Ainsi, avec Instant Analytics for CRMA est directement accessible depuis Salesforce CDP. Il est possible de glisser-déposer les données en provenance des sources mappés dans Salesforce afin de réaliser des tableaux de bord qui affichent des données actualisées en quasi-temps réel. De plus, l’intégration de Tableau avec les algorithmes d’Einstein permet de générer des « Data Stories », c’est-à-dire des explications en langage naturel des visualisations créées par les utilisateurs.
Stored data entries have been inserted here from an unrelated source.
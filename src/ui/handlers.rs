use gtk4 as gtk;
use libadwaita as adw;
use log::{debug, info};

use gtk::GestureDrag;
use gtk4::prelude::*;
use std::cell::RefCell;
use std::rc::Rc;

use crate::app::Session;
use crate::error::Result;
use crate::ui::canvas::CanvasComponents;
use crate::ui::clipboard::ClipboardManager;
use crate::ui::dialogs::show_error;
use crate::ui::panel::{create_element_row, PanelComponents};

#[derive(Clone)]
pub struct UiComponents {
    pub window: adw::ApplicationWindow,
    pub canvas: CanvasComponents,
    pub panel: PanelComponents,
}

pub fn connect_capture_handler(session: &Rc<RefCell<Session>>, components: &UiComponents) {
    components.canvas.capture_btn.connect_clicked({
        let session = session.clone();
        let components = components.clone();
        move |_| {
            capture_screenshot(&session, &components);
        }
    });
}

pub fn capture_screenshot(session: &Rc<RefCell<Session>>, components: &UiComponents) {
    debug!("Screenshot requested");
    run_blocking(session, components, |s| s.capture());
}

/// Run a blocking external call with the capture controls disabled, then
/// redraw the screenshot.
fn run_blocking(
    session: &Rc<RefCell<Session>>,
    components: &UiComponents,
    operation: impl FnOnce(&mut Session) -> Result<()>,
) {
    let started = session.borrow_mut().try_begin_busy();
    if let Err(e) = started {
        show_error(&components.window, &e);
        return;
    }
    set_busy(components, true);

    // let the insensitive state reach the screen before blocking
    let context = gtk::glib::MainContext::default();
    while context.pending() {
        context.iteration(false);
    }

    let result = {
        let mut s = session.borrow_mut();
        let result = operation(&mut *s);
        s.end_busy();
        result
    };
    set_busy(components, false);

    match result {
        Ok(()) => refresh_source(session, components),
        Err(e) => show_error(&components.window, &e),
    }
}

fn set_busy(components: &UiComponents, busy: bool) {
    components.canvas.capture_btn.set_sensitive(!busy);
    components.panel.element_list.set_sensitive(!busy);
    components.panel.save_btn.set_sensitive(!busy);
}

/// Redraw the canvas after the source image changed
pub fn refresh_source(session: &Rc<RefCell<Session>>, components: &UiComponents) {
    let s = session.borrow();
    components.canvas.show_source(&s);
    components.panel.show_preview(s.cropped());
}

pub fn connect_drag_handlers(session: &Rc<RefCell<Session>>, components: &UiComponents) {
    debug!("Connecting drag handlers");
    let drag = GestureDrag::new();
    drag.set_button(1);

    drag.connect_drag_begin({
        let session = session.clone();
        let panel = components.panel.clone();
        let drawing_area = components.canvas.drawing_area.clone();
        move |_, x, y| {
            let mut s = session.borrow_mut();
            s.press(x, y);
            panel.show_preview(s.cropped());
            drop(s);
            drawing_area.queue_draw();
        }
    });

    drag.connect_drag_update({
        let session = session.clone();
        let drawing_area = components.canvas.drawing_area.clone();
        move |gesture, offset_x, offset_y| {
            if let Some((start_x, start_y)) = gesture.start_point() {
                session
                    .borrow_mut()
                    .drag(start_x + offset_x, start_y + offset_y);
                drawing_area.queue_draw();
            }
        }
    });

    drag.connect_drag_end({
        let session = session.clone();
        let components = components.clone();
        move |gesture, offset_x, offset_y| {
            if let Some((start_x, start_y)) = gesture.start_point() {
                handle_release(&session, &components, start_x + offset_x, start_y + offset_y);
            }
        }
    });

    components.canvas.drawing_area.add_controller(drag);
}

fn handle_release(session: &Rc<RefCell<Session>>, components: &UiComponents, x: f64, y: f64) {
    let mut s = session.borrow_mut();
    let cropped = s.release(x, y);
    if let Some(cropped) = cropped {
        debug!("Cropped {}x{}", cropped.width(), cropped.height());
    }
    components.panel.show_preview(cropped);
    drop(s);
    components.canvas.drawing_area.queue_draw();
}

pub fn connect_save_handler(session: &Rc<RefCell<Session>>, components: &UiComponents) {
    components.panel.save_btn.connect_clicked({
        let session = session.clone();
        let components = components.clone();
        move |_| save_element(&session, &components)
    });

    components.panel.name_entry.connect_activate({
        let session = session.clone();
        let components = components.clone();
        move |_| save_element(&session, &components)
    });
}

fn save_element(session: &Rc<RefCell<Session>>, components: &UiComponents) {
    let name = components.panel.name_entry.text().to_string();
    let result = session.borrow_mut().save(&name).map(|_| ());
    match result {
        Ok(()) => render_element_list(session, components),
        Err(e) => show_error(&components.window, &e),
    }
}

/// Rebuild the element list, one row per saved element
pub fn render_element_list(session: &Rc<RefCell<Session>>, components: &UiComponents) {
    let list = &components.panel.element_list;
    list.remove_all();

    let s = session.borrow();
    for (index, record) in s.elements().iter().enumerate() {
        let row = create_element_row(record);

        row.verify_btn.connect_clicked({
            let session = session.clone();
            let components = components.clone();
            move |_| verify_element(&session, &components, index)
        });
        row.delete_btn.connect_clicked({
            let session = session.clone();
            let components = components.clone();
            move |_| delete_element(&session, &components, index)
        });
        row.copy_btn.connect_clicked({
            let session = session.clone();
            let components = components.clone();
            move |_| copy_element_code(&session, &components, index)
        });

        list.append(&row.row);
    }
}

fn verify_element(session: &Rc<RefCell<Session>>, components: &UiComponents, index: usize) {
    debug!("Verifying element {}", index);
    run_blocking(session, components, |s| s.verify(index));
}

fn delete_element(session: &Rc<RefCell<Session>>, components: &UiComponents, index: usize) {
    let result = session.borrow_mut().delete(index);
    match result {
        Ok(_) => render_element_list(session, components),
        Err(e) => show_error(&components.window, &e),
    }
}

fn copy_element_code(session: &Rc<RefCell<Session>>, components: &UiComponents, index: usize) {
    let result = session.borrow().export_snippet(index);
    match result {
        Ok(snippet) => {
            ClipboardManager::from_widget(&components.window).copy_text(&snippet);
            info!("Copied code for element {}", index);
        }
        Err(e) => show_error(&components.window, &e),
    }
}

pub fn connect_all_handlers(session: &Rc<RefCell<Session>>, components: &UiComponents) {
    debug!("Initializing UI handlers");
    connect_capture_handler(session, components);
    connect_drag_handlers(session, components);
    connect_save_handler(session, components);
}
Précisons qu’Hyper est gourmand en mémoire vive et que Salesforce n’a pas mentionné de quotas ou de limites quant aux volumes de requêtes ou de données pouvant être affiché de la sorte.
Salesforce n’évite pas la confusion
Au premier semestre 2022, Salesforce lancera également Instant Analytics for Tableau Genie, qui vise également à… analyser immédiatement les données en provenance de la CDP.
Roman MichalikPrincipal Solution Engineer, Salesforce
Si Salesforce semble proposer deux fois la même chose sous deux noms légèrement différents, les porte-parole de l’éditeur précisent que les deux intégrations sont complémentaires. Tout dépend du processus à analyser.
« Tant que vous souhaitez utiliser les données Genie dans un processus s’exécutant dans Salesforce, nous vous recommandons d’utiliser CRM Analytics en raison de son intégration native (partage de la gestion des utilisateurs et des paramètres de sécurité, de la disponibilité mobile, du framework d’action, etc.) », précise Roman Michalik.
« Si vous souhaitez utiliser les données de Genie pour des cas d’usage ou des processus en dehors de Salesforce, vous devez utiliser Tableau », ajoute-t-il.
La confusion engendrée serait le fruit d’une approche modulaire combinée à une politique commerciale visant à multiplier les éditions de solutions. Selon François Ajenstat, si les fondations technologiques de Genie sont vouées à être « profondément intégrées » dans l’écosystème Salesforce et à générer une « forte différenciation », « tous les clients n’en n’ont pas besoin ».